BrianGT said:
Actually Brian, 1.5kVa is not much of an overkill as 40V rails get you about 24W per channel which translates to about 600W dissipation per channel. Now given that a transformer shouldnt carry a constant load more than 50% its rated VA, it doesnt allow all that much headroom.....
I guess I just did not realize that heat dissipation was so high for each channel. I thought that it was 600W for both channels combined. If it is actually 600W per channel... then he is going to have problems with the size case that he is building.
--
Brian
gte619j@prism.gatech.edu
--
Brian
gte619j@prism.gatech.edu
I think we need Nelson to resolve this one!
Its one of those situations where Nelsons otherwise comprehensive notes are just a bit ambiguous. Do his descriptions of power supply requirements refer to supply requirements for one or two channels? I've presumed one and have organised supply requirements accordingly.
OK, I might be wrong.
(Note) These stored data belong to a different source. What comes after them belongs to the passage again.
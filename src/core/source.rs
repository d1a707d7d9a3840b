//! Byte source with one byte of lookahead.
//!
//! The source owns the underlying reader until [`Source::close`] is called,
//! after which every read fails with [`CodecError::StreamClosed`].

use crate::error::{CodecError, Result};
use std::io::{self, Read};

#[derive(Debug)]
pub struct Source<R> {
    inner: Option<R>,
    peeked: Option<u8>,
    position: u64,
}

impl<R: Read> Source<R> {
    pub fn new(inner: R) -> Self {
        Self {
            inner: Some(inner),
            peeked: None,
            position: 0,
        }
    }

    /// Bytes consumed so far
    pub fn position(&self) -> u64 {
        self.position
    }

    pub fn is_closed(&self) -> bool {
        self.inner.is_none()
    }

    /// Drop the underlying reader
    pub fn close(&mut self) {
        self.inner = None;
        self.peeked = None;
    }

    fn inner(&mut self) -> Result<&mut R> {
        self.inner.as_mut().ok_or(CodecError::StreamClosed)
    }

    /// Next byte without consuming it
    pub fn peek_u8(&mut self) -> Result<u8> {
        if let Some(b) = self.peeked {
            return Ok(b);
        }
        let mut one = [0u8; 1];
        self.inner()?.read_exact(&mut one)?;
        self.peeked = Some(one[0]);
        Ok(one[0])
    }

    pub fn read_u8(&mut self) -> Result<u8> {
        let b = match self.peeked.take() {
            Some(b) => b,
            None => {
                let mut one = [0u8; 1];
                self.inner()?.read_exact(&mut one)?;
                one[0]
            }
        };
        self.position += 1;
        Ok(b)
    }

    pub fn read_exact(&mut self, buf: &mut [u8]) -> Result<()> {
        if buf.is_empty() {
            return Ok(());
        }
        let mut start = 0;
        if let Some(b) = self.peeked.take() {
            buf[0] = b;
            start = 1;
        }
        self.inner()?.read_exact(&mut buf[start..])?;
        self.position += buf.len() as u64;
        Ok(())
    }

    /// Read `len` bytes into a fresh buffer; the caller has already claimed the budget
    pub fn read_vec(&mut self, len: usize) -> Result<Vec<u8>> {
        let mut buf = vec![0u8; len];
        self.read_exact(&mut buf)?;
        Ok(buf)
    }

    /// Consume and drop `len` bytes without buffering them
    pub fn skip(&mut self, len: u64) -> Result<()> {
        if len == 0 {
            return Ok(());
        }
        let mut remaining = len;
        if self.peeked.take().is_some() {
            remaining -= 1;
        }
        let copied = io::copy(&mut self.inner()?.take(remaining), &mut io::sink())?;
        if copied != remaining {
            return Err(CodecError::Io(io::Error::new(
                io::ErrorKind::UnexpectedEof,
                "stream ended inside skipped data",
            )));
        }
        self.position += len;
        Ok(())
    }

    pub fn read_i8(&mut self) -> Result<i8> {
        Ok(self.read_u8()? as i8)
    }

    pub fn read_bool(&mut self) -> Result<bool> {
        Ok(self.read_u8()? != 0)
    }

    pub fn read_u16(&mut self) -> Result<u16> {
        let mut b = [0u8; 2];
        self.read_exact(&mut b)?;
        Ok(u16::from_be_bytes(b))
    }

    pub fn read_i16(&mut self) -> Result<i16> {
        Ok(self.read_u16()? as i16)
    }

    pub fn read_u32(&mut self) -> Result<u32> {
        let mut b = [0u8; 4];
        self.read_exact(&mut b)?;
        Ok(u32::from_be_bytes(b))
    }

    pub fn read_i32(&mut self) -> Result<i32> {
        Ok(self.read_u32()? as i32)
    }

    pub fn read_u64(&mut self) -> Result<u64> {
        let mut b = [0u8; 8];
        self.read_exact(&mut b)?;
        Ok(u64::from_be_bytes(b))
    }

    pub fn read_i64(&mut self) -> Result<i64> {
        Ok(self.read_u64()? as i64)
    }

    pub fn read_f32(&mut self) -> Result<f32> {
        Ok(f32::from_bits(self.read_u32()?))
    }

    pub fn read_f64(&mut self) -> Result<f64> {
        Ok(f64::from_bits(self.read_u64()?))
    }
}

#[cfg(test)]
mod tests {
    use super::*;

    #[test]
    #[allow(clippy::unwrap_used)]
    fn test_peek_does_not_consume() {
        let mut src = Source::new(&[0x70u8, 0x01, 0x02][..]);
        assert_eq!(src.peek_u8().unwrap(), 0x70);
        assert_eq!(src.position(), 0);
        assert_eq!(src.read_u8().unwrap(), 0x70);
        assert_eq!(src.read_u16().unwrap(), 0x0102);
        assert_eq!(src.position(), 3);
    }

    #[test]
    #[allow(clippy::unwrap_used)]
    fn test_read_exact_after_peek() {
        let mut src = Source::new(&[1u8, 2, 3, 4, 5][..]);
        src.peek_u8().unwrap();
        let mut buf = [0u8; 4];
        src.read_exact(&mut buf).unwrap();
        assert_eq!(buf, [1, 2, 3, 4]);
        src.skip(1).unwrap();
        assert!(src.read_u8().is_err());
    }

    #[test]
    fn test_closed_source_refuses_reads() {
        let mut src = Source::new(&[1u8, 2][..]);
        src.close();
        assert!(src.is_closed());
        assert!(matches!(src.read_u8(), Err(CodecError::StreamClosed)));
    }

    #[test]
    fn test_skip_past_end_fails() {
        let mut src = Source::new(&[1u8, 2][..]);
        assert!(src.skip(10).is_err());
    }
}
Nelsons supply may refer to stereo rather than mono requirements - but even if I am putting a stereo supply into a mono implementation, the end result? Better, not worse supply regulation and current delivery. (Better to play safe, eh!)
Oh, one minor caveat though - the space I have availiable in which to fit a decent (low flux) transformer means that I've had to revise my transformer specifications. These are now 2.5x Nelson's stated total dissipation figures. So, for a 25w output, (500w total dissipation in Nelson's notes) I'm specifying a 1.25KVA transformer with 32V secondaries per channel.
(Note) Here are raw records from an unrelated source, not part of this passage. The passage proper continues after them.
#![allow(clippy::unwrap_used)]
//! Readers and writers on separate threads share one registry and the
//! process-wide descriptor cache.

use object_wire::core::field::FieldSpec;
use object_wire::core::graph::Record;
use object_wire::core::security::CapabilityContext;
use object_wire::core::types::{RecordType, TypeRegistry};
use object_wire::{Graph, Object, Value, WireReader, WireWriter};
use std::sync::Arc;
use std::thread;

fn registry() -> Arc<TypeRegistry> {
    let mut registry = TypeRegistry::with_builtins();
    registry.register(
        RecordType::atomic("demo.Cell", 4)
            .field(FieldSpec::long("id"))
            .field(FieldSpec::any("payload"))
            .finish(),
    );
    Arc::new(registry)
}

#[test]
fn concurrent_encode_decode_heavy() {
    let registry = registry();
    let iterations = 500usize;

    thread::scope(|scope| {
        for worker in 0..8i64 {
            let registry = registry.clone();
            scope.spawn(move || {
                let ctx = CapabilityContext::trusted();
                for i in 0..iterations {
                    let mut graph = Graph::new();
                    let items = (0..(i % 16)).map(|n| Value::str(&format!("n{n}"))).collect();
                    let list = graph.insert(Object::List(items));
                    let cell = graph.insert(Object::Record(
                        Record::new("demo.Cell")
                            .with("id", worker * 1_000_000 + i as i64)
                            .with("payload", list),
                    ));

                    let mut writer = WireWriter::with_defaults(Vec::new(), registry.clone()).unwrap();
                    writer.write_value(&graph, &Value::Ref(cell)).unwrap();
                    let bytes = writer.into_inner().unwrap();

                    let mut reader = WireReader::with_defaults(&bytes[..], registry.clone()).unwrap();
                    let value = reader.read_value(&ctx).unwrap();
                    assert!(graph.shape_eq(&Value::Ref(cell), reader.graph(), &value));
                }
            });
        }
    });
}

#[test]
fn readers_share_one_stream_image() {
    let registry = registry();
    let mut graph = Graph::new();
    let cell = graph.insert(Object::Record(
        Record::new("demo.Cell").with("id", 7i64).with("payload", "shared"),
    ));
    let mut writer = WireWriter::with_defaults(Vec::new(), registry.clone()).unwrap();
    for _ in 0..32 {
        writer.write_value(&graph, &Value::Ref(cell)).unwrap();
    }
    let bytes = Arc::new(writer.into_inner().unwrap());

    let handles: Vec<_> = (0..4)
        .map(|_| {
            let bytes = bytes.clone();
            let registry = registry.clone();
            thread::spawn(move || {
                let ctx = CapabilityContext::untrusted().with_exempt_types(["demo.Cell"]);
                let mut reader = WireReader::with_defaults(&bytes[..], registry).unwrap();
                let first = reader.read_value(&ctx).unwrap();
                for _ in 1..32 {
                    assert_eq!(reader.read_value(&ctx).unwrap(), first);
                }
                reader.handle_count()
            })
        })
        .collect();

    for handle in handles {
        assert!(handle.join().unwrap() > 0);
    }
}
However, my heat dissipation calculations for 25w monoblocks give the following:
8R resistor dissipation = 480w (4 x 120w)
1R resistor dissipation = 45w (3 x 15w)
Output device dissipation = 110w (2 x 55w)
TOTAL = 635w
A 1.25KVA transformer is, in fact, just under double this figure. (x1.97, or thereabouts). Which figure should we be using Nelson, 500w or 625w? More importantly, do these figures apply to mono or stereo operation?
On the heat dissipation front, OK, OK, I know it seems unlikely at best (laughable at worst) that I could fit a 25w SoZ monoblock into a chassis half the size of a CD player, but I've done the math and it should be OK.
As the calculation above shows, total heat dissipation requirements for a 25w monoblock are 625w (my figures).
given that I'm using 2 x 0.12 deg C/W heatsinks, the temperature rise breaks down as follows:
625w x 0.12 deg C/W = 75.0 deg C
Shared between 2 heatsinks = 37.5 deg C
Now, on the forum, I've seen people describing ambient temperature (somewhat hopefully, in my view - isn't the ambient temperature in most homes closer to 20 deg C?) as anything from 17 - 20 deg C. That would give a heatsink temperature of between 54.5 - 57.5 deg C.
As I've explained elsewhere in this thread, I relly feel that the delights of class-A amplification should be in the realm of the masses, rather than in the hands of people like us, seen as audio 'freakies'. Unfortunately, what this means (for those commited to this idea) is getting away from the belief that a prerequsite for class-A projects such as SoZ is a huge case and mammoth temperatures. It is precisely this attitude that has helped to ensure class A amplification remains a minority interest.
The key prerequisite for Class-A amplification is that such a topology requres prodigious heat dissipation, not huge, scalding hot cases.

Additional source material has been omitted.